We calculate the income that the president will receive if on all roads the prices for travel will be the lowest possible. Subtract this amount from the required. If we get a negative number, then there is not a single satisfying set of taxes. Note that if we get a non-negative number, then the total number of roads does not exceed 600.

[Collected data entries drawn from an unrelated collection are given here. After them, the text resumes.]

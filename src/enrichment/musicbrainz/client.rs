//! MusicBrainz HTTP client
//!
//! Handles communication with the MusicBrainz web service.
//! See: https://musicbrainz.org/doc/MusicBrainz_API
//!
//! IMPORTANT: MusicBrainz requires a User-Agent header and rate limits to 1 req/sec.
//! Every request waits on the shared [`Throttle`] first.

use std::sync::Arc;

use super::{adapter, dto};
use crate::enrichment::domain::{EnrichmentError, RecordingDetails};
use crate::enrichment::http::{self, RetryPolicy};
use crate::enrichment::throttle::Throttle;

const DEFAULT_BASE_URL: &str = "https://musicbrainz.org/ws/2";

/// MusicBrainz API client
pub struct MusicBrainzClient {
    http_client: reqwest::Client,
    base_url: String,
    retry: RetryPolicy,
    throttle: Arc<Throttle>,
}

impl MusicBrainzClient {
    /// Create a new client. `http_client` must send a descriptive User-Agent.
    pub fn new(http_client: reqwest::Client, retry: RetryPolicy, throttle: Arc<Throttle>) -> Self {
        Self {
            http_client,
            base_url: DEFAULT_BASE_URL.to_string(),
            retry,
            throttle,
        }
    }

    pub fn with_base_url(mut self, base_url: impl Into<String>) -> Self {
        self.base_url = base_url.into();
        self
    }

    /// Look up a recording by MusicBrainz ID
    pub async fn lookup_recording(
        &self,
        recording_id: &str,
    ) -> Result<RecordingDetails, EnrichmentError> {
        let response = self.send_recording_request(recording_id).await?;
        Ok(adapter::to_details(response))
    }

    fn recording_url(&self, recording_id: &str) -> String {
        format!(
            "{}/recording/{}?fmt=json&inc=artists+releases",
            self.base_url,
            urlencoding::encode(recording_id)
        )
    }

    async fn send_recording_request(
        &self,
        recording_id: &str,
    ) -> Result<dto::RecordingResponse, EnrichmentError> {
        let url = self.recording_url(recording_id);

        let response = http::with_retry(&self.retry, "musicbrainz recording", || async {
            self.throttle.acquire().await;
            http::send(&RetryPolicy::none(), "musicbrainz recording", || {
                self.http_client.get(&url)
            })
            .await
        })
        .await?;

        let status = response.status();

        if status == reqwest::StatusCode::NOT_FOUND {
            return Err(EnrichmentError::NoMatches);
        }

        if !status.is_success() {
            if let Ok(error) = response.json::<dto::ApiError>().await {
                return Err(EnrichmentError::ApiError(error.error));
            }
            return Err(http::status_error(status));
        }

        response
            .json::<dto::RecordingResponse>()
            .await
            .map_err(|e| EnrichmentError::Parse(e.to_string()))
    }
}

Now we need to solve some modification of the backpack problem. It is solved by dynamic programming. We will consider all the roads in turn. We will also support the number of ways to collect a certain amount of money using only a certain prefix of roads. Consider in more detail how to handle the next road. Let the increase in the tax on travel on this road adds c monetary units to the total profit, and the price for traveling on the road may be in the range from 0 to max. How to find out how many ways there are to get total income m? In fact, this number coincides with the number of ways to get the total profit m - c with the exception of two terms. These terms correspond to the fact that we can assign a fare equal to 0, but we can not max + 1. That is, each value of dynamic programming can be calculated using the three already calculated values. Thus, the next road can be processed for O (MAX), where MAX is the profit that the president wants to receive.